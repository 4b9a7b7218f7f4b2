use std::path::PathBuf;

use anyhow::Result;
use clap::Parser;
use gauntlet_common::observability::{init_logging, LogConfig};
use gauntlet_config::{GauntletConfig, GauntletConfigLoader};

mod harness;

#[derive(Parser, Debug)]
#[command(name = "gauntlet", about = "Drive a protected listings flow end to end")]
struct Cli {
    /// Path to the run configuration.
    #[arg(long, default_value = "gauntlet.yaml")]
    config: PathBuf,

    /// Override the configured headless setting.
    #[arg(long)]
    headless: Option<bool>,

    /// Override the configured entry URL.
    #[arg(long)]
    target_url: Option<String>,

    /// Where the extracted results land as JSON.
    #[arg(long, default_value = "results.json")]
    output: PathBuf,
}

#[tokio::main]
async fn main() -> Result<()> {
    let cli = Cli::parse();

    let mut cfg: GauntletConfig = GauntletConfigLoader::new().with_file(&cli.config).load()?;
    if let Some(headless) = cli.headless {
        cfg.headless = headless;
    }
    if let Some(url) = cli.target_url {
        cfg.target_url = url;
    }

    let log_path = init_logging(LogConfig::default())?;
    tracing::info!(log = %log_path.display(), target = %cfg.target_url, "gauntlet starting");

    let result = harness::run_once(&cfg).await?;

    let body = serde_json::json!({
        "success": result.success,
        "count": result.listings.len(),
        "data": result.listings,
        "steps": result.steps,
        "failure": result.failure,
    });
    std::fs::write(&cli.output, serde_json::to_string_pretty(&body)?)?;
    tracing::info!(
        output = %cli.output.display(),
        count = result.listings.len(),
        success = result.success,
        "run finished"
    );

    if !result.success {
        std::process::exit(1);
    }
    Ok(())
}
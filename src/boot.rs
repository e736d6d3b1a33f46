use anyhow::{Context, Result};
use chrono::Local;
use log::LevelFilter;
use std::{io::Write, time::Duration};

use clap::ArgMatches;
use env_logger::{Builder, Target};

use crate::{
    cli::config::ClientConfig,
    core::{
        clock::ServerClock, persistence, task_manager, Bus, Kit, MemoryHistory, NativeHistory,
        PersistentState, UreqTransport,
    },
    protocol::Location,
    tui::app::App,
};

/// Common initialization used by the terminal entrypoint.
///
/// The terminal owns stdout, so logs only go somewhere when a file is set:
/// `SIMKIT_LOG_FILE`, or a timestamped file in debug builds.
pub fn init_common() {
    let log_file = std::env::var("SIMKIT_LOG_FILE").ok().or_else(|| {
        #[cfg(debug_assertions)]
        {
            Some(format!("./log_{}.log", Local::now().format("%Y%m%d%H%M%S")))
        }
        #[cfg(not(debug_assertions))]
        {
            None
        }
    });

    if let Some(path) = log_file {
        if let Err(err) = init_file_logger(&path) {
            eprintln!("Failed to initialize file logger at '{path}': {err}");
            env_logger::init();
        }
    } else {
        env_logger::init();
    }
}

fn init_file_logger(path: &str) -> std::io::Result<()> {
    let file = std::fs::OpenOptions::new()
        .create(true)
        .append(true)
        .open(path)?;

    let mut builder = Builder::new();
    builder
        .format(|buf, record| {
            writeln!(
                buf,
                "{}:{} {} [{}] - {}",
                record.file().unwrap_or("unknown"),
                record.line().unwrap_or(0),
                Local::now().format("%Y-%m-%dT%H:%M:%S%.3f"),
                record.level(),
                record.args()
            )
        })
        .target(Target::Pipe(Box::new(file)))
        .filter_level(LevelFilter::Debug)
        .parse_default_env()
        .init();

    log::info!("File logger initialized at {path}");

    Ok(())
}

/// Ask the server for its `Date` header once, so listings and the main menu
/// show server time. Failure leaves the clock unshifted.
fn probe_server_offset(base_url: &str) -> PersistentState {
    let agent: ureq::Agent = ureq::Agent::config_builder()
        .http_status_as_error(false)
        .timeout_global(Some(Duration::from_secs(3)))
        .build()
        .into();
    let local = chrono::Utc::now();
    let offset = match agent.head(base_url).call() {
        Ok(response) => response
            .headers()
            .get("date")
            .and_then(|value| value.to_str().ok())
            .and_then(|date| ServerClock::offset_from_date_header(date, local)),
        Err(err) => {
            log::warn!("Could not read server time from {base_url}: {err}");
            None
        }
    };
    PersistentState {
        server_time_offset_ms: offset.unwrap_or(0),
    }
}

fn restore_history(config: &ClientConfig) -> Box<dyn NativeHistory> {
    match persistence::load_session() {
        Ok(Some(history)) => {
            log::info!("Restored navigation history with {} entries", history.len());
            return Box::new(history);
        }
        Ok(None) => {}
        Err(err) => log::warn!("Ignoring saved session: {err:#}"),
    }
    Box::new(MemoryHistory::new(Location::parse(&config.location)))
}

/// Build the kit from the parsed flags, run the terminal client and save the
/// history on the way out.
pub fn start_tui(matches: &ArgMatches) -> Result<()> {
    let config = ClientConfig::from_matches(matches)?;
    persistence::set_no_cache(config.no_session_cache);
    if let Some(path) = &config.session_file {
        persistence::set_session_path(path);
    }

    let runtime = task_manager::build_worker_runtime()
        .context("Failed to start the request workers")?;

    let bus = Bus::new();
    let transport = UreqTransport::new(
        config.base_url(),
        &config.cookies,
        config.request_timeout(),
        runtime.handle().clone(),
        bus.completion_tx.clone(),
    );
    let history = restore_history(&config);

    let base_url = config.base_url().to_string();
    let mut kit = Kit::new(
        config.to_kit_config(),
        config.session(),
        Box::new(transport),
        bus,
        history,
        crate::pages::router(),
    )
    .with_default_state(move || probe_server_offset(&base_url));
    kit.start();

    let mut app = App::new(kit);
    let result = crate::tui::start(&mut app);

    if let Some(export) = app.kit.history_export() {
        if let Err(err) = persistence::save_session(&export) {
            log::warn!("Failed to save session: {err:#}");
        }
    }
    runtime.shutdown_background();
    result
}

※

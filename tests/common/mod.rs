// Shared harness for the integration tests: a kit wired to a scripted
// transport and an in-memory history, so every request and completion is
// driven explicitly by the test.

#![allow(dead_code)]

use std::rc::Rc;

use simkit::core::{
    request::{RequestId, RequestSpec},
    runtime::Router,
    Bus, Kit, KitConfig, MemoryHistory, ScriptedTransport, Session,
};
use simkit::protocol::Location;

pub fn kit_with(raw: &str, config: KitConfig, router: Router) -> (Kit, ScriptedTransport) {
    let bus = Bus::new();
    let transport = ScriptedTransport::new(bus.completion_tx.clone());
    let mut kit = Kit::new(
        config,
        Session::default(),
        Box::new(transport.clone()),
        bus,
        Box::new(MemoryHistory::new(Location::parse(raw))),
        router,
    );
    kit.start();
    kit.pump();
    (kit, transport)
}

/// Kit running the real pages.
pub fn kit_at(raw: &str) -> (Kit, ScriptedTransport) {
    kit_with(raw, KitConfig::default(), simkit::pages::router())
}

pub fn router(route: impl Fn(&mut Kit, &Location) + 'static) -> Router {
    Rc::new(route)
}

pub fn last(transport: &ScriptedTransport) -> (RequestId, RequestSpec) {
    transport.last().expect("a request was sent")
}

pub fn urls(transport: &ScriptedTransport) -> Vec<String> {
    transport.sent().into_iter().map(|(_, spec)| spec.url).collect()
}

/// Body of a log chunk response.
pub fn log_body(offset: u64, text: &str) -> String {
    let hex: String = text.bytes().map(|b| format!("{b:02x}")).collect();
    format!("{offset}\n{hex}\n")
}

※

_GOAL OF THE EXERCISE:_
Provide the number of lines in these entries that hold the word "crate", without any accompanying text.

_SOLUTION BELOW:_
3